アクセルのつきが良くなったとでも言うのでしょうか!? トルクの立ち上がりが早くなった感じがするのと、嫌なノイズが無くなったので、エンジンの音が素直に聞こえるようになりました。
10万キロを前にして、今までで一番調子が良い感じがしています。
この型のレガシィに乗ってもう10数年になりますが、やっと本来のあるべき姿に出会えた気がして嬉しく思ってます。
これからも色々相談に乗ってください。
よろしくお願いします。
たけしくん says
Rikiさん タイミングベルト交換後のお車の調子を伺い、とてもうれしく思います。EJ20はオートテンショナ式のため一部の輸入車と違ってバルブタイミングの調整が不要な反面、ベルトの「伸び」がタイミングの遅れを招きます。わずかな違いと思いますが、いつもお乗りになられているオーナー様はその違いが大きいことを感じていただけると思います。当方の都合でタイミングベルト作業を別の日程でご協力いただき落ち着いて作業することができました。いつも遠方よりご来店ありがとうございます。今後ともよろしくお願いします。
shou says
初めてのコメントお許しください。
いつも楽しく拝見させていただいています。
オーナーと車のことを常に考え丁寧な作業をしていらっしゃるのがいつも感じられます。
また、この記事は自分と同じBH5レガシーの整備でとても参考となります。
今回私もタイミングベルトの交換を整備工場に頼んでやりましたが、タイミングベルト、ウォーターポンプは交換しましたが、カムシャフトシールは交換しませんでした。

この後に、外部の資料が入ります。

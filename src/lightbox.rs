//! Lightbox: the full-viewport image viewer.
//!
//! ## States
//!
//! ```text
//!             open(seq, i)
//!   Closed ──────────────────► Static ◄──── toggle_autoplay ────┐
//!     ▲                          │                              │
//!     │        close()           │ toggle_autoplay              │
//!     └──────────────────────────┤                              │
//!     │                          ▼                              │
//!     └──────── close() ────── Autoplaying ─────────────────────┘
//! ```
//!
//! `next`/`prev` wrap around in every open state and keep the autoplay state.
//! Each call moves exactly one step, so two quick presses always land on
//! `+2 mod len`.
//!
//! ## Snapshot Semantics
//!
//! `open` takes a snapshot of the sequence (the section the clicked item
//! belongs to). Later filter changes do not touch it, so the index can never
//! be invalidated under the viewer. Only [`LightboxController::retain`],
//! called when the underlying catalog itself is replaced, shrinks it; an
//! emptied snapshot force-closes the lightbox.
//!
//! ## Timers
//!
//! Autoplay is a repeating timer in the caller's [`TimerQueue`]. Closing the
//! lightbox removes that timer from the queue, whatever state it was in.

use crate::loader::LoadStatus;
use crate::timer::{TimerId, TimerQueue};
use crate::types::{ItemId, MediaItem};
use serde::{Deserialize, Serialize};
use std::rc::Rc;
use std::time::Duration;
use thiserror::Error;

#[derive(Error, Debug, Clone, PartialEq, Eq)]
pub enum LightboxError {
    #[error("cannot open the lightbox on an empty sequence")]
    EmptySequence,
    #[error("index {index} is out of range for a sequence of {len}")]
    IndexOutOfRange { index: usize, len: usize },
}

#[derive(Debug, Clone, Copy, PartialEq, Eq)]
pub enum LightboxPhase {
    Closed,
    Static,
    Autoplaying,
}

/// Keys the lightbox reacts to.
#[derive(Debug, Clone, Copy, PartialEq, Eq)]
pub enum Key {
    Escape,
    ArrowLeft,
    ArrowRight,
    Other,
}

impl Key {
    /// Map a DOM-style `KeyboardEvent.key` name.
    pub fn from_name(name: &str) -> Self {
        match name {
            "Escape" | "Esc" => Key::Escape,
            "ArrowLeft" | "Left" => Key::ArrowLeft,
            "ArrowRight" | "Right" => Key::ArrowRight,
            _ => Key::Other,
        }
    }
}

/// Pointer input that tapped or clicked a tile.
#[derive(Debug, Clone, Copy, PartialEq, Eq)]
pub enum Pointer {
    Click,
    Touch,
}

/// Which pointer input may open the lightbox from a tile.
#[derive(Debug, Clone, Copy, Default, PartialEq, Eq, Serialize, Deserialize)]
#[serde(rename_all = "kebab-case")]
pub enum Activation {
    /// Clicks and taps both open it.
    #[default]
    Any,
    /// Only taps open it; desktop clicks leave the grid alone.
    TouchOnly,
}

impl Activation {
    pub fn accepts(self, pointer: Pointer) -> bool {
        match self {
            Activation::Any => true,
            Activation::TouchOnly => pointer == Pointer::Touch,
        }
    }

    pub fn as_str(self) -> &'static str {
        match self {
            Activation::Any => "any",
            Activation::TouchOnly => "touch-only",
        }
    }
}

#[derive(Debug, Clone, PartialEq)]
pub struct LightboxSettings {
    pub autoplay_interval: Duration,
    pub swipe_threshold: f32,
}

impl Default for LightboxSettings {
    fn default() -> Self {
        Self {
            autoplay_interval: Duration::from_millis(3000),
            swipe_threshold: 50.0,
        }
    }
}

#[derive(Debug, Clone)]
struct OpenLightbox {
    sequence: Rc<[MediaItem]>,
    index: usize,
    autoplay: Option<TimerId>,
    info_visible: bool,
    fullscreen: bool,
    image: LoadStatus,
}

impl OpenLightbox {
    fn move_to(&mut self, index: usize) {
        if index != self.index {
            self.index = index;
            self.image = LoadStatus::Loading;
        }
    }
}

#[derive(Debug, Default)]
pub struct LightboxController {
    settings: LightboxSettings,
    open: Option<OpenLightbox>,
}

impl LightboxController {
    pub fn new(settings: LightboxSettings) -> Self {
        Self {
            settings,
            open: None,
        }
    }

    /// Open on `sequence` at `index`. An already open lightbox is replaced.
    pub fn open(
        &mut self,
        sequence: impl Into<Rc<[MediaItem]>>,
        index: usize,
        timers: &mut TimerQueue,
    ) -> Result<(), LightboxError> {
        let sequence = sequence.into();
        if sequence.is_empty() {
            return Err(LightboxError::EmptySequence);
        }
        if index >= sequence.len() {
            return Err(LightboxError::IndexOutOfRange {
                index,
                len: sequence.len(),
            });
        }
        self.close(timers);
        tracing::debug!(index, len = sequence.len(), "lightbox opened");
        self.open = Some(OpenLightbox {
            sequence,
            index,
            autoplay: None,
            info_visible: false,
            fullscreen: false,
            image: LoadStatus::Loading,
        });
        Ok(())
    }

    /// Close and cancel autoplay. Closing a closed lightbox does nothing.
    pub fn close(&mut self, timers: &mut TimerQueue) {
        if let Some(open) = self.open.take() {
            if let Some(timer) = open.autoplay {
                timers.cancel(timer);
            }
            tracing::debug!("lightbox closed");
        }
    }

    pub fn next(&mut self) {
        if let Some(open) = self.open.as_mut() {
            let len = open.sequence.len();
            open.move_to((open.index + 1) % len);
        }
    }

    pub fn prev(&mut self) {
        if let Some(open) = self.open.as_mut() {
            let len = open.sequence.len();
            open.move_to((open.index + len - 1) % len);
        }
    }

    /// Jump straight to `index` (thumbnail strip).
    pub fn go_to(&mut self, index: usize) -> Result<(), LightboxError> {
        let Some(open) = self.open.as_mut() else {
            return Ok(());
        };
        let len = open.sequence.len();
        if index >= len {
            return Err(LightboxError::IndexOutOfRange { index, len });
        }
        open.move_to(index);
        Ok(())
    }

    /// Start or stop autoplay. `now` anchors the first step one interval ahead.
    pub fn toggle_autoplay(&mut self, timers: &mut TimerQueue, now: Duration) {
        let Some(open) = self.open.as_mut() else {
            return;
        };
        match open.autoplay.take() {
            Some(timer) => {
                timers.cancel(timer);
            }
            None => {
                open.autoplay =
                    Some(timers.schedule_repeating(now, self.settings.autoplay_interval));
            }
        }
    }

    pub fn toggle_info(&mut self) {
        if let Some(open) = self.open.as_mut() {
            open.info_visible = !open.info_visible;
        }
    }

    pub fn toggle_fullscreen(&mut self) {
        if let Some(open) = self.open.as_mut() {
            open.fullscreen = !open.fullscreen;
        }
    }

    /// Handle a key press. Returns whether the lightbox consumed it.
    pub fn handle_key(&mut self, key: Key, timers: &mut TimerQueue) -> bool {
        if self.open.is_none() {
            return false;
        }
        match key {
            Key::Escape => self.close(timers),
            Key::ArrowLeft => self.prev(),
            Key::ArrowRight => self.next(),
            Key::Other => return false,
        }
        true
    }

    /// Handle a completed horizontal swipe of `dx` pixels.
    ///
    /// Swiping left (negative `dx`) shows the next image, like turning a page.
    pub fn handle_swipe(&mut self, dx: f32) -> bool {
        let short = !dx.is_finite() || dx.abs() < self.settings.swipe_threshold;
        if self.open.is_none() || short {
            return false;
        }
        if dx < 0.0 {
            self.next();
        } else {
            self.prev();
        }
        true
    }

    /// Deliver a fired timer. Returns whether it was this lightbox's autoplay.
    pub fn on_timer(&mut self, id: TimerId, timers: &mut TimerQueue) -> bool {
        let Some(open) = self.open.as_ref() else {
            return false;
        };
        if open.autoplay != Some(id) {
            return false;
        }
        if open.sequence.is_empty() {
            tracing::warn!("autoplay fired on an empty sequence; closing lightbox");
            self.close(timers);
            return true;
        }
        self.next();
        true
    }

    /// Drop snapshot items rejected by `keep` (the catalog changed underneath).
    ///
    /// The current item stays current when it survives; otherwise the index
    /// is clamped. An emptied sequence closes the lightbox.
    pub fn retain(&mut self, keep: impl Fn(&MediaItem) -> bool, timers: &mut TimerQueue) {
        let Some(open) = self.open.as_mut() else {
            return;
        };
        if open.sequence.iter().all(&keep) {
            return;
        }
        let current = open.sequence[open.index].id.clone();
        let remaining: Vec<MediaItem> = open
            .sequence
            .iter()
            .filter(|item| keep(*item))
            .cloned()
            .collect();

        if remaining.is_empty() {
            if open.autoplay.is_some() {
                tracing::warn!("lightbox sequence emptied while autoplaying; closing");
            }
            self.close(timers);
            return;
        }

        let index = remaining
            .iter()
            .position(|item| item.id == current)
            .unwrap_or_else(|| open.index.min(remaining.len() - 1));
        let current_survived = remaining[index].id == current;
        open.sequence = remaining.into();
        open.index = index;
        if !current_survived {
            open.image = LoadStatus::Loading;
        }
    }

    /// The displayed image finished loading.
    pub fn image_loaded(&mut self, id: &ItemId) {
        self.set_image_status(id, LoadStatus::Loaded);
    }

    /// The displayed image failed; a placeholder is shown, nothing else changes.
    pub fn image_failed(&mut self, id: &ItemId) {
        self.set_image_status(id, LoadStatus::Failed);
    }

    fn set_image_status(&mut self, id: &ItemId, status: LoadStatus) {
        if let Some(open) = self.open.as_mut() {
            if &open.sequence[open.index].id == id {
                open.image = status;
            }
        }
    }

    pub fn phase(&self) -> LightboxPhase {
        match &self.open {
            None => LightboxPhase::Closed,
            Some(open) if open.autoplay.is_some() => LightboxPhase::Autoplaying,
            Some(_) => LightboxPhase::Static,
        }
    }

    pub fn is_open(&self) -> bool {
        self.open.is_some()
    }

    pub fn is_autoplaying(&self) -> bool {
        self.phase() == LightboxPhase::Autoplaying
    }

    pub fn is_info_visible(&self) -> bool {
        self.open.as_ref().is_some_and(|o| o.info_visible)
    }

    pub fn is_fullscreen(&self) -> bool {
        self.open.as_ref().is_some_and(|o| o.fullscreen)
    }

    pub fn current_index(&self) -> Option<usize> {
        self.open.as_ref().map(|o| o.index)
    }

    pub fn current_item(&self) -> Option<&MediaItem> {
        self.open.as_ref().map(|o| &o.sequence[o.index])
    }

    /// The snapshot being viewed; empty when closed.
    pub fn sequence(&self) -> &[MediaItem] {
        self.open.as_ref().map(|o| &o.sequence[..]).unwrap_or(&[])
    }

    pub fn image_status(&self) -> Option<LoadStatus> {
        self.open.as_ref().map(|o| o.image)
    }

    /// "Image 2 of 4", as shown in the info panel.
    pub fn position_label(&self) -> Option<String> {
        self.open
            .as_ref()
            .map(|o| format!("Image {} of {}", o.index + 1, o.sequence.len()))
    }
}
//! Image loading status and the loader seam.
//!
//! Fetching image bytes belongs to the host (a browser `<img>`, an HTTP
//! client, a texture cache). The gallery only needs to know, per item,
//! whether the image is still loading, finished, or failed, so that it can
//! show a placeholder instead of a blank frame.
//!
//! [`FsImageLoader`] is a concrete loader for local catalogs: it resolves
//! relative and `file://` URLs under a root directory and reads the image
//! header with the `image` crate. It backs the `check --probe-images` CLI
//! command.

use crate::catalog::Catalog;
use crate::types::ItemId;
use std::collections::HashMap;
use std::path::{Path, PathBuf};
use thiserror::Error;

#[derive(Error, Debug)]
pub enum ImageLoadError {
    #[error("image not found: {0}")]
    NotFound(PathBuf),
    #[error("failed to decode {path}: {source}")]
    Decode {
        path: PathBuf,
        #[source]
        source: image::ImageError,
    },
    #[error("remote image must be fetched by the host: {0}")]
    Remote(String),
    #[error("image failed to load: {0}")]
    Host(String),
}

#[derive(Debug, Clone, Copy, PartialEq, Eq, Default)]
pub enum LoadStatus {
    #[default]
    Loading,
    Loaded,
    Failed,
}

/// Pixel dimensions reported by a successful load.
#[derive(Debug, Clone, Copy, PartialEq, Eq)]
pub struct ImageInfo {
    pub width: u32,
    pub height: u32,
}

pub trait ImageLoader {
    fn load(&self, url: &str) -> Result<ImageInfo, ImageLoadError>;
}

/// Loads images from a local directory tree.
#[derive(Debug, Clone)]
pub struct FsImageLoader {
    root: PathBuf,
}

impl FsImageLoader {
    pub fn new(root: impl Into<PathBuf>) -> Self {
        Self { root: root.into() }
    }

    /// Map a catalog URL onto a path under the root, or `None` for remote URLs.
    fn resolve(&self, url: &str) -> Option<PathBuf> {
        if url.starts_with("http://") || url.starts_with("https://") {
            return None;
        }
        let local = url.strip_prefix("file://").unwrap_or(url);
        let local = Path::new(local);
        if local.is_absolute() {
            Some(local.to_path_buf())
        } else {
            Some(self.root.join(local))
        }
    }
}

impl ImageLoader for FsImageLoader {
    fn load(&self, url: &str) -> Result<ImageInfo, ImageLoadError> {
        let path = self
            .resolve(url)
            .ok_or_else(|| ImageLoadError::Remote(url.to_string()))?;
        if !path.is_file() {
            return Err(ImageLoadError::NotFound(path));
        }
        let (width, height) =
            image::image_dimensions(&path).map_err(|source| ImageLoadError::Decode {
                path: path.clone(),
                source,
            })?;
        Ok(ImageInfo { width, height })
    }
}

/// Per-item load status for the rendered grid.
///
/// Items default to [`LoadStatus::Loading`] until the host reports a result.
/// A failure only affects its own item.
#[derive(Debug, Default)]
pub struct LoadTracker {
    statuses: HashMap<ItemId, LoadStatus>,
}

impl LoadTracker {
    pub fn new() -> Self {
        Self::default()
    }

    pub fn status(&self, id: &ItemId) -> LoadStatus {
        self.statuses.get(id).copied().unwrap_or_default()
    }

    pub fn mark_loaded(&mut self, id: &ItemId) {
        self.statuses.insert(id.clone(), LoadStatus::Loaded);
    }

    pub fn mark_failed(&mut self, id: &ItemId, error: &ImageLoadError) {
        tracing::warn!(item = %id, %error, "image failed to load");
        self.statuses.insert(id.clone(), LoadStatus::Failed);
    }

    /// Forget statuses for items no longer in the catalog.
    pub fn retain(&mut self, keep: impl Fn(&ItemId) -> bool) {
        self.statuses.retain(|id, _| keep(id));
    }

    pub fn failed_count(&self) -> usize {
        self.statuses
            .values()
            .filter(|s| **s == LoadStatus::Failed)
            .count()
    }
}

/// Run `loader` over every item in the catalog, in display order.
pub fn probe_catalog<'a>(
    catalog: &'a Catalog,
    loader: &dyn ImageLoader,
) -> Vec<(&'a ItemId, Result<ImageInfo, ImageLoadError>)> {
    catalog
        .sections()
        .iter()
        .flat_map(|s| s.items.iter())
        .map(|item| (&item.id, loader.load(&item.source_url)))
        .collect()
}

依頼時は交換する見積りだったのですが実際の作業時はカムシャフトからのオイル漏れがなかったので交換しなかったということでした。
クランクシャフトはオイル漏れを起こすことがあるが、カムシャフトはほとんど見たことないので大丈夫ですとも言っていましたが、せっかくタイミングベルト等交換するのに、カムシャフトシールを交換しないというのは安心して乗れないような気がしています。
実際大丈夫なのかどうかは自分にはわかりませんが、誰に聞くこともできず、この度思い切ってコメントさせていただきました。
たけしさんがRiKiさんのBH5のタイミングベルトの交換時やはりカムシャフトシールは交換されていらっしゃるのでしょうか?
或いは、交換の必要はないものなのでしょうか?
ご指南いただけますと助かります。
どうぞ、よろしくお願いいたします。
たけしくん says
shouさん
はじめまして。コメントありがとうございます。
また、いつも記事をご覧いただいているとのこと、重ねてお礼申し上げます。
ご質問の内容を拝見しました。
オイルシールからのオイル漏れに備え、タイミングベルト交換時、「ついでだから」カムスプロケットを取り外した先にあるオイルシールを同時に交換すると予防になるとの考えの一方で、
EJ20の場合は、カムスプロケットを取り外す時、スプロケット固定ボルトを締緩する際、年代ごとに異なる特殊工具(SST)を用意する必要があることと、単純に作業時間が大幅に伸びてしまうという「ついでだから」とはいかない事情があります。そして正規ディーラーや専門店ではない整備工場では、滅多にない作業にSSTを用意するのが難しいかもしれません。
エンジンオイルの交換管理が適切なエンジンに関しましては、shouさんがお世話になられた整備工場の方がおっしゃるとおり、回転数がクランクシャフトの半分のカムシャフトのオイルシールからのオイル漏れはほとんど見かけません。水平対向エンジンは、他のエンジンの配置と違って特にカムシャフトシール付近の熱負荷が少ないのかもしれません。
RikiさんのBH5は、オイル漏れはありませんでしたが、オイル漏れの可能性の比較的高いクランクシャフトシールのみの交換しました。
また、EJ20エンジンのタイミングベルトカバーは外側も内側も樹脂でできています。内側のカバーにナットが埋め込まれていますが、熱負荷の大きいエンジンはナット周辺の樹脂が割れてしまいます。破損した場合はカムスプロケットを取り外して交換する必要があることと、熱負荷がオイルシールにも相応に掛かっていると考えられますので、この場合はカムシャフトシール交換は同時に実施します。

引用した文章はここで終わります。